What to work on | Search the entries below for the word "hover", then copy each line in which it is found.

Data to examine |
+ + + +
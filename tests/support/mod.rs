//! 测试用的内存页面
//!
//! 按脚本返回每一轮滚动后的列表数量，点击列表项后切换到该项的详情面板。

#![allow(dead_code)]

use std::collections::{HashMap, VecDeque};
use std::sync::Mutex;
use std::time::Duration;

use async_trait::async_trait;
use maps_listing_scraper::error::{AppError, AppResult};
use maps_listing_scraper::services::selectors;
use maps_listing_scraper::{Locator, PageDriver};

/// 详情面板里的一个元素
#[derive(Debug, Clone, Default)]
pub struct FakeElement {
    pub text: String,
    pub attributes: HashMap<String, String>,
}

impl FakeElement {
    pub fn text(text: &str) -> Self {
        Self {
            text: text.to_string(),
            ..Default::default()
        }
    }

    pub fn labelled(label: &str) -> Self {
        let mut attributes = HashMap::new();
        attributes.insert(selectors::LABEL_ATTRIBUTE.to_string(), label.to_string());
        Self {
            text: String::new(),
            attributes,
        }
    }
}

/// 一个列表项：名称 + 详情面板内容
#[derive(Debug, Clone, Default)]
pub struct FakeListing {
    pub label: Option<String>,
    pub detail: HashMap<&'static str, Vec<FakeElement>>,
    pub fail_click: bool,
    /// 读取这些字段时返回页面错误
    pub broken_fields: Vec<&'static str>,
}

impl FakeListing {
    pub fn named(name: &str) -> Self {
        Self {
            label: Some(name.to_string()),
            ..Default::default()
        }
    }

    pub fn with(mut self, locator: Locator, element: FakeElement) -> Self {
        self.detail.entry(locator.as_str()).or_default().push(element);
        self
    }

    pub fn failing_click(mut self) -> Self {
        self.fail_click = true;
        self
    }

    pub fn broken(mut self, locator: Locator) -> Self {
        self.broken_fields.push(locator.as_str());
        self
    }
}

#[derive(Debug, Clone, PartialEq, Eq)]
pub enum FakeHandle {
    Listing(usize),
    Detail { xpath: &'static str, index: usize },
}

#[derive(Debug, Default)]
struct State {
    listings: Vec<FakeListing>,
    /// 每次滚动后可见的列表数量
    count_script: VecDeque<usize>,
    visible: usize,
    active: Option<usize>,
    events: Vec<String>,
}

pub struct FakePage {
    state: Mutex<State>,
}

impl FakePage {
    /// `counts` 为每次滚动后的可见数量，脚本用完后保持最后一个值
    pub fn new(listings: Vec<FakeListing>, counts: &[usize]) -> Self {
        Self {
            state: Mutex::new(State {
                listings,
                count_script: counts.iter().copied().collect(),
                ..Default::default()
            }),
        }
    }

    /// 所有列表项一次性可见
    pub fn loaded(listings: Vec<FakeListing>) -> Self {
        let n = listings.len();
        Self::new(listings, &[n])
    }

    pub fn events(&self) -> Vec<String> {
        self.state.lock().unwrap().events.clone()
    }

    pub fn scrolls(&self) -> usize {
        self.events().iter().filter(|e| e.starts_with("scroll")).count()
    }

    fn record(&self, event: String) {
        self.state.lock().unwrap().events.push(event);
    }

    fn detail_element(&self, xpath: &str, index: usize) -> AppResult<FakeElement> {
        let state = self.state.lock().unwrap();
        let listing = state
            .active
            .and_then(|i| state.listings.get(i))
            .ok_or_else(|| AppError::stale_element("没有打开的详情面板"))?;
        if listing.broken_fields.iter().any(|broken| *broken == xpath) {
            return Err(AppError::stale_element(format!("读取失败: {}", xpath)));
        }
        listing
            .detail
            .get(xpath)
            .and_then(|elements| elements.get(index))
            .cloned()
            .ok_or_else(|| AppError::element_not_found(xpath))
    }
}

#[async_trait]
impl PageDriver for FakePage {
    type Handle = FakeHandle;

    async fn navigate_to(&self, url: &str) -> AppResult<()> {
        self.record(format!("navigate {}", url));
        Ok(())
    }

    async fn fill_input(&self, locator: &Locator, text: &str) -> AppResult<()> {
        self.record(format!("fill {} {}", locator, text));
        Ok(())
    }

    async fn press_enter(&self) -> AppResult<()> {
        self.record("enter".to_string());
        Ok(())
    }

    async fn scroll(&self, amount: i64) -> AppResult<()> {
        let mut state = self.state.lock().unwrap();
        if let Some(next) = state.count_script.pop_front() {
            state.visible = next.min(state.listings.len());
        }
        state.events.push(format!("scroll {}", amount));
        Ok(())
    }

    async fn hover(&self, locator: &Locator) -> AppResult<bool> {
        self.record(format!("hover {}", locator));
        Ok(!self.state.lock().unwrap().listings.is_empty())
    }

    async fn locate_all(&self, locator: &Locator) -> AppResult<Vec<FakeHandle>> {
        let state = self.state.lock().unwrap();
        if *locator == selectors::LISTING_ITEM || *locator == selectors::LISTING_ANCHOR {
            return Ok((0..state.visible).map(FakeHandle::Listing).collect());
        }
        let len = state
            .active
            .and_then(|i| state.listings.get(i))
            .and_then(|listing| listing.detail.get(locator.as_str()))
            .map_or(0, Vec::len);
        Ok((0..len)
            .map(|index| FakeHandle::Detail {
                xpath: locator.as_str(),
                index,
            })
            .collect())
    }

    async fn count(&self, locator: &Locator) -> AppResult<usize> {
        Ok(self.locate_all(locator).await?.len())
    }

    async fn get_attribute(&self, handle: &FakeHandle, name: &str) -> AppResult<Option<String>> {
        match handle {
            FakeHandle::Listing(i) => {
                let state = self.state.lock().unwrap();
                let listing = state
                    .listings
                    .get(*i)
                    .ok_or_else(|| AppError::stale_element(format!("列表项 {} 不存在", i)))?;
                Ok(if name == selectors::LABEL_ATTRIBUTE {
                    listing.label.clone()
                } else {
                    None
                })
            }
            FakeHandle::Detail { xpath, index } => {
                let element = self.detail_element(xpath, *index)?;
                Ok(element.attributes.get(name).cloned())
            }
        }
    }

    async fn get_text(&self, handle: &FakeHandle) -> AppResult<String> {
        match handle {
            FakeHandle::Listing(_) => Ok(String::new()),
            FakeHandle::Detail { xpath, index } => Ok(self.detail_element(xpath, *index)?.text),
        }
    }

    async fn click(&self, handle: &FakeHandle) -> AppResult<()> {
        let mut state = self.state.lock().unwrap();
        if let FakeHandle::Listing(i) = handle {
            let fail = state.listings.get(*i).map_or(true, |l| l.fail_click);
            if fail {
                state.active = None;
                return Err(AppError::stale_element(format!("列表项 {} 已失效", i)));
            }
            state.active = Some(*i);
            state.events.push(format!("click {}", i));
        }
        Ok(())
    }

    async fn wait(&self, _duration: Duration) {}
}

/// 所有等待时间为 0 的配置
pub fn fast_config() -> maps_listing_scraper::Config {
    let mut config = maps_listing_scraper::Config::default();
    config.delays = maps_listing_scraper::config::SettleDelays {
        page_load: Duration::ZERO,
        fill: Duration::ZERO,
        search: Duration::ZERO,
        scroll: Duration::ZERO,
        detail: Duration::ZERO,
    };
    config
}

/// 一个详情完整的列表项
pub fn full_listing(name: &str, address: &str) -> FakeListing {
    FakeListing::named(name)
        .with(selectors::ADDRESS, FakeElement::text(address))
        .with(selectors::WEBSITE, FakeElement::text("example.com"))
        .with(selectors::PHONE_NUMBER, FakeElement::text("(217) 555-0100"))
        .with(selectors::REVIEWS_COUNT, FakeElement::text("1,234 reviews"))
        .with(selectors::REVIEWS_AVERAGE, FakeElement::labelled("4,5 stars "))
        .with(selectors::SUBCATEGORY, FakeElement::text(" Bakery "))
}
+ + + +
Solution for this task |
    async fn hover(&self, locator: &Locator) -> AppResult<bool> {
        self.record(format!("hover {}", locator));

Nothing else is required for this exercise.